In the records below, find the line that contains "#[derive(Debug, Clone, PartialEq, Eq)]" and the line that contains "pub fn unauthorized()". Set down exactly those lines and every line between them, and nothing more.

------ Exercise data ------

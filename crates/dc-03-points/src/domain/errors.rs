//! Error types for the Points Award Engine.

use shared_types::{IdError, ItemStatus, StoreError};
use thiserror::Error;

#[derive(Debug, Clone, PartialEq, Eq, Error)]
pub enum PointsError {
    #[error("no authenticated giver")]
    Unauthenticated,

    #[error("invalid item id: {0}")]
    InvalidItem(IdError),

    #[error("item not found")]
    NotFound,

    #[error("caller does not own the item")]
    Forbidden,

    #[error("item must be marked as given first (status: {status})")]
    InvalidState { status: ItemStatus },

    /// The award procedure failed. Not retried.
    #[error("award procedure failed: {0}")]
    AwardFailed(StoreError),

    #[error("store error: {0}")]
    Store(#[from] StoreError),
}
//! API Gateway error types.
//!
//! Every failure leaves the gateway as `{success: false, error: <message>}`.
//! Messages are fixed strings; engine and store error text only goes to logs.

use axum::http::{header, HeaderValue, StatusCode};
use axum::response::{IntoResponse, Response};
use axum::Json;
use dc_telemetry::HTTP_ERRORS;
use serde::Serialize;
use std::fmt;
use std::time::Duration;

/// Client-facing messages.
pub mod messages {
    pub const UNAUTHORIZED: &str = "Unauthorized";
    pub const INVALID_BODY: &str = "Invalid request body";
    pub const INVALID_QUERY: &str = "Invalid query parameters";
    pub const BODY_TOO_LARGE: &str = "Request body too large";
    pub const ITEM_ID_REQUIRED: &str = "Item ID is required";
    pub const INVALID_ITEM_ID: &str = "Invalid item ID";
    pub const USER_ID_REQUIRED: &str = "User ID is required";
    pub const INVALID_USER_ID: &str = "Invalid user ID";
    pub const SELF_FOLLOW: &str = "You cannot follow yourself";
    pub const ALREADY_FOLLOWING: &str = "Already following this user";
    pub const REASON_REQUIRED: &str = "Reason is required";
    pub const INVALID_REASON: &str = "Invalid report reason";
    pub const REASON_TOO_LONG: &str = "Reason must be 100 characters or less";
    pub const TARGET_REQUIRED: &str = "Either an item or a user must be reported";
    pub const AMBIGUOUS_TARGET: &str = "Report either an item or a user, not both";
    pub const INVALID_TARGET: &str = "Invalid report target";
    pub const DETAILS_REQUIRED: &str = "Please provide details for 'Other' reports";
    pub const DETAILS_TOO_LONG: &str = "Details must be 1000 characters or less";
    pub const ALREADY_REPORTED: &str = "You have already reported this item";
    pub const TOO_MANY_REPORTS: &str = "Too many reports, try again later";
    pub const ITEM_NOT_FOUND: &str = "Item not found";
    pub const NOT_ITEM_OWNER: &str = "You can only award points for your own items";
    pub const NOT_GIVEN: &str = "Item must be marked as given first";
    pub const AWARD_FAILED: &str = "Failed to award points";
    pub const NOT_FOUND: &str = "Not found";
    pub const METHOD_NOT_ALLOWED: &str = "Method not allowed";
    pub const TIMEOUT: &str = "Request timed out";
    pub const INTERNAL: &str = "Internal server error";
}

/// HTTP error with a generic, client-safe message
#[derive(Debug, Clone, PartialEq, Eq)]
pub struct ApiError {
    pub status: StatusCode,
    pub message: &'static str,
    /// Seconds until a throttled caller may retry
    pub retry_after: Option<u64>,
}

impl ApiError {
    pub fn new(status: StatusCode, message: &'static str) -> Self {
        Self {
            status,
            message,
            retry_after: None,
        }
    }

    pub fn unauthorized() -> Self {
        Self::new(StatusCode::UNAUTHORIZED, messages::UNAUTHORIZED)
    }

    pub fn bad_request(message: &'static str) -> Self {
        Self::new(StatusCode::BAD_REQUEST, message)
    }

    pub fn forbidden(message: &'static str) -> Self {
        Self::new(StatusCode::FORBIDDEN, message)
    }

    pub fn not_found(message: &'static str) -> Self {
        Self::new(StatusCode::NOT_FOUND, message)
    }

    pub fn payload_too_large() -> Self {
        Self::new(StatusCode::PAYLOAD_TOO_LARGE, messages::BODY_TOO_LARGE)
    }

    /// 429 with a `Retry-After` rounded up to whole seconds.
    pub fn rate_limited(retry_after: Duration) -> Self {
        let secs = retry_after.as_secs() + u64::from(retry_after.subsec_nanos() > 0);
        Self {
            retry_after: Some(secs.max(1)),
            ..Self::new(StatusCode::TOO_MANY_REQUESTS, messages::TOO_MANY_REPORTS)
        }
    }

    pub fn internal() -> Self {
        Self::new(StatusCode::INTERNAL_SERVER_ERROR, messages::INTERNAL)
    }
}

impl fmt::Display for ApiError {
    fn fmt(&self, f: &mut fmt::Formatter<'_>) -> fmt::Result {
        write!(f, "[{}] {}", self.status.as_u16(), self.message)
    }
}

impl std::error::Error for ApiError {}

#[derive(Serialize)]
struct ErrorBody {
    success: bool,
    error: &'static str,
}

impl IntoResponse for ApiError {
    fn into_response(self) -> Response {
        HTTP_ERRORS
            .with_label_values(&[self.status.as_str()])
            .inc();

        let body = ErrorBody {
            success: false,
            error: self.message,
        };
        let mut response = (self.status, Json(body)).into_response();
        if let Some(secs) = self.retry_after {
            response
                .headers_mut()
                .insert(header::RETRY_AFTER, HeaderValue::from(secs));
        }
        response
    }
}

/// Result type for handlers
pub type ApiResult<T> = Result<T, ApiError>;

/// Gateway lifecycle errors
#[derive(Debug, thiserror::Error)]
pub enum GatewayError {
    /// Configuration error
    #[error("configuration error: {0}")]
    Config(String),

    /// Server socket bind error
    #[error("server bind error: {0}")]
    Bind(String),

    /// Server stopped with an I/O error
    #[error("server error: {0}")]
    Serve(String),
}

------

Reply =
#[derive(Debug, Clone, PartialEq, Eq)]
pub struct ApiError {
    pub status: StatusCode,
    pub message: &'static str,
    /// Seconds until a throttled caller may retry
    pub retry_after: Option<u64>,
}

impl ApiError {
    pub fn new(status: StatusCode, message: &'static str) -> Self {
        Self {
            status,
            message,
            retry_after: None,
        }
    }

    pub fn unauthorized() -> Self {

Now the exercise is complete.